After some hesitation, the man nodded, and he and the others stepped out of the way so they could pass.
Grace Evans
Grace starts, looks left and right for a speaker, but there is no source other than inside.
"Bastion? You're talking to Bastion?"
Have
they reached their destination then? Is this where they needed to go?
Is this the center? Maybe that's why there is no North.
The
elevator stops, and Atreyu steps out with Patience in his arms. Grace
follows behind, a little skittering thing in Atreyu's wake. "Hello?
Bastion?"
She doesn't know yet whether the mental link goes
both ways, but it would make sense. How else would the elevator just
know where to go? How else would Bastion know the medical status of her
friend?
She lets Atreyu, with his knowledge of the place, deal
with the people in the hallway. She's not going to open her mouth and
say something strange to them.
Demiurge
"I'm here."
The voice registered again in Grace's mind. This time Atreyu didn't
appear to be listening in. His focus was on a door up ahead marked with a
white symbol shaped like the rod of aslecpius.
"That's the
station we're on," he said. "Bastion. You don't have to speak out loud
to talk to her. I just didn't want to exclude you."
"My
name is Bastion, but I don't believe that I am precisely what you seek.
You are imagining... God? I am certainly not that, though it is...
flattering."
They reached the med-bay and the door
opened. Inside was a white domed receiving area with a desk and a row of
soft, ergonomic seats.

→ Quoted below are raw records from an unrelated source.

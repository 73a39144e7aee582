mod config;
mod csv_report;
mod error;
mod format;
mod markdown;
mod scanner;
mod sections;
mod stats;
mod terminal;
mod types;

use chrono::Local;
use clap::{Parser, ValueEnum};
use colored::Colorize;
use config::{ActionTemplate, DEFAULT_RECENT_WINDOW_DAYS, DEFAULT_TOP_N, ReportConfig};
use error::{AuditError, Result};
use log::info;
use std::fs;
use std::io::Write;
use std::path::{Path, PathBuf};

#[derive(Debug, Clone, Copy, PartialEq, Eq, ValueEnum)]
enum OutputFormat {
    /// Markdown review with pipe tables
    Markdown,
    /// One CSV row per file
    Csv,
    /// Coloured console preview
    Terminal,
}

#[derive(Parser, Debug)]
#[command(version, about = "Review the contents of a Downloads folder", long_about = None)]
struct Args {
    /// Folder to scan (default: the user's Downloads folder)
    #[arg(long, short = 'f')]
    folder: Option<PathBuf>,

    /// Report format
    #[arg(long, value_enum, default_value_t = OutputFormat::Markdown)]
    format: OutputFormat,

    /// Write the report to this file instead of stdout
    #[arg(long, short = 'o', value_name = "FILE")]
    output: Option<PathBuf>,

    /// Summarise a census CSV from an earlier run instead of scanning
    #[arg(long, value_name = "FILE", conflicts_with = "folder")]
    from_csv: Option<PathBuf>,

    /// Number of entries in the largest and oldest lists
    #[arg(long, default_value_t = DEFAULT_TOP_N)]
    top_n: usize,

    /// Files modified within this many days count as recent
    #[arg(
        long,
        default_value_t = DEFAULT_RECENT_WINDOW_DAYS,
        value_parser = clap::value_parser!(i64).range(0..)
    )]
    recent_days: i64,

    /// Add a delete link to every file and folder row (Markdown only)
    #[arg(long)]
    action_links: bool,

    /// URI scheme of the action links
    #[arg(long, default_value = "downloads-review")]
    action_scheme: String,

    /// Action identifier placed after the scheme
    #[arg(long, default_value = "delete")]
    action_id: String,

    /// Fixed KEY=VALUE query pair placed before the path (repeatable)
    #[arg(long, value_name = "KEY=VALUE", value_parser = config::parse_query_pair)]
    action_extra: Vec<(String, String)>,

    /// Query parameter carrying the encoded path
    #[arg(long, default_value = "path")]
    action_param: String,

    /// Only log errors
    #[arg(long, short = 'q', conflicts_with = "verbose")]
    quiet: bool,

    /// Log per-entry progress
    #[arg(long, short = 'v')]
    verbose: bool,
}

impl Args {
    fn report_config(&self) -> ReportConfig {
        ReportConfig {
            top_n: self.top_n,
            recent_window_days: self.recent_days,
            include_action_links: self.action_links,
            action: ActionTemplate {
                scheme: self.action_scheme.clone(),
                action_id: self.action_id.clone(),
                extra: self.action_extra.clone(),
                param: self.action_param.clone(),
            },
        }
    }
}

fn main() {
    let args = Args::parse();

    let level = if args.quiet {
        "error"
    } else if args.verbose {
        "debug"
    } else {
        "info"
    };
    env_logger::Builder::from_env(env_logger::Env::default().default_filter_or(level)).init();

    if let Err(e) = run(&args) {
        eprintln!("{} {e}", "Error:".red());
        std::process::exit(1);
    }
}

fn run(args: &Args) -> Result<()> {
    let config = args.report_config();
    let now = Local::now();

    let snapshot = if let Some(census) = &args.from_csv {
        csv_report::load_census(census)?
    } else {
        let folder = match &args.folder {
            Some(folder) => folder.clone(),
            None => default_downloads_folder().ok_or(AuditError::NoDefaultFolder)?,
        };
        scanner::scan_directory(&folder)?
    };

    // Colour codes only belong on a terminal.
    if args.output.is_some() && args.format == OutputFormat::Terminal {
        colored::control::set_override(false);
    }

    // The whole document is rendered before anything is written.
    let document = match args.format {
        OutputFormat::Csv => csv_report::render(&snapshot.files)?,
        OutputFormat::Markdown => markdown::render(&stats::analyze(&snapshot, &config, now), &config),
        OutputFormat::Terminal => terminal::render(&stats::analyze(&snapshot, &config, now), &config),
    };

    write_document(&document, args.output.as_deref())
}

fn default_downloads_folder() -> Option<PathBuf> {
    let dirs = directories::UserDirs::new()?;
    Some(
        dirs.download_dir()
            .map_or_else(|| dirs.home_dir().join("Downloads"), Path::to_path_buf),
    )
}

fn write_document(document: &str, output: Option<&Path>) -> Result<()> {
    match output {
        Some(path) => {
            fs::write(path, document).map_err(|source| AuditError::Output {
                path: path.to_path_buf(),
                source,
            })?;
            info!("Report written to: {}", path.display());
        }
        None => {
            let mut stdout = std::io::stdout().lock();
            stdout
                .write_all(document.as_bytes())
                .and_then(|()| stdout.flush())
                .map_err(|source| AuditError::Output {
                    path: PathBuf::from("<stdout>"),
                    source,
                })?;
        }
    }
    Ok(())
}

Hallways led out in three directions to various
rooms for treatment and care. A young blond man behind the desk nodded
in their direction and said, "a doctor will be right with you."
And
soon enough a group of nurses came out with what looked to be some kind
of hovering cot. They pushed the cot toward Atreyu, and he laid
Patience out on it carefully while the doctor (an Asian woman in her
fifties with short hair and an interesting tattoo by her eye) ran some
kind of device carefully over Patience's skull.
"There's no sign of trauma here. Can you tell me what happened?"
Grace Evans
If you are not what I seek, you're at least an echo of her, Grace thinks, hoping that the focus with which she does so is enough to 'speak' to Bastion silently. Can you read my mind?
They
walk, and reach a place that looks much like a med-bay. It seems that
even in the far future, the creator of this place decided to array it
with ancient symbols. Snakes wrapped around a staff, like snakes wrapped
around each other, eating their tails.
The doctor wants to
know what happened, and Grace has to fight back the knowing smirk. She
wants to explain how they were dumped here from another universe,
really. But that wouldn't advance their cause.
"I don't know, she just fell."
[Manipulation + Subterfuge, because that's a total lie]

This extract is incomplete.